Problem to work on: Wherever the string "base" shows up in the data below, copy the whole line.

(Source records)
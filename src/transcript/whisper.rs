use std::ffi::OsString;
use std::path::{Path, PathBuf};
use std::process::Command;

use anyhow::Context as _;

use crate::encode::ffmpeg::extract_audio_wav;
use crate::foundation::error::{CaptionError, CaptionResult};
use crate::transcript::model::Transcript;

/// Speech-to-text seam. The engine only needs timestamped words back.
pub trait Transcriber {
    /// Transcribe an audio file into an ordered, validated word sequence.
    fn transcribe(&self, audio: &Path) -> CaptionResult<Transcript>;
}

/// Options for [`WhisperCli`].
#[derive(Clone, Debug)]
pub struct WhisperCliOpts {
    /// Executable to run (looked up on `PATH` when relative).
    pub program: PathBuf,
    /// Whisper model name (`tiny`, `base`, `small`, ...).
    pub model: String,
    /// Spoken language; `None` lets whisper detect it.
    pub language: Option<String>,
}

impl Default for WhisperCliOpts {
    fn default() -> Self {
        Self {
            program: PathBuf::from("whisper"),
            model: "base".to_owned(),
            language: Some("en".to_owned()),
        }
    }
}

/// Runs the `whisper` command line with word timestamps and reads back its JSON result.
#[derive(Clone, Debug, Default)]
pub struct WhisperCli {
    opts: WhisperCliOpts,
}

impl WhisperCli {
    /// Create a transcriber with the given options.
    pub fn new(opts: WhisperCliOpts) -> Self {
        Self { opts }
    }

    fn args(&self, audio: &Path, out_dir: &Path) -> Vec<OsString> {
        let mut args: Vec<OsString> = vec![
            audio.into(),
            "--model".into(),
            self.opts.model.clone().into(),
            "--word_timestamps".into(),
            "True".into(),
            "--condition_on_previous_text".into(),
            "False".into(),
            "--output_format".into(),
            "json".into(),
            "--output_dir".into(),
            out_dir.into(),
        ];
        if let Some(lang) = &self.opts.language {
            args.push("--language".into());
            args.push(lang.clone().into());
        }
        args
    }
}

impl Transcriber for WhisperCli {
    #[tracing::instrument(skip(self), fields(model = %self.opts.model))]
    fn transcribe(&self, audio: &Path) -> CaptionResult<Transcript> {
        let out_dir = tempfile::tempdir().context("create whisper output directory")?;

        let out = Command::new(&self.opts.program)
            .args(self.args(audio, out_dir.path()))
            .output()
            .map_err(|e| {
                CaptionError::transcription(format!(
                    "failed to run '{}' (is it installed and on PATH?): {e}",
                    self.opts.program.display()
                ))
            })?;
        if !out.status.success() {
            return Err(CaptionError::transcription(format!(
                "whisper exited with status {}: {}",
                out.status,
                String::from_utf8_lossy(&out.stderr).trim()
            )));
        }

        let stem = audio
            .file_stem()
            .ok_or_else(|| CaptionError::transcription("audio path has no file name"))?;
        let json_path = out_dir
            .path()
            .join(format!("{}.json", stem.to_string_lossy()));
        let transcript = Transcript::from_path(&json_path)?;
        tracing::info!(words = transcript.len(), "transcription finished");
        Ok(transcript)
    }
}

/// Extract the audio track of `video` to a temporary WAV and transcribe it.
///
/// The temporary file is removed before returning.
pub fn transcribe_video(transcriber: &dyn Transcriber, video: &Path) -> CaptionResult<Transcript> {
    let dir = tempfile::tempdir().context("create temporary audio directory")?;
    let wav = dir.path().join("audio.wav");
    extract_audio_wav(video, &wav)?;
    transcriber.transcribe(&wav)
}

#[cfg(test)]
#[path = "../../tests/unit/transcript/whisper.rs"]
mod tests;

Answer box:
    /// Whisper model name (`tiny`, `base`, `small`, ...).
            model: "base".to_owned(),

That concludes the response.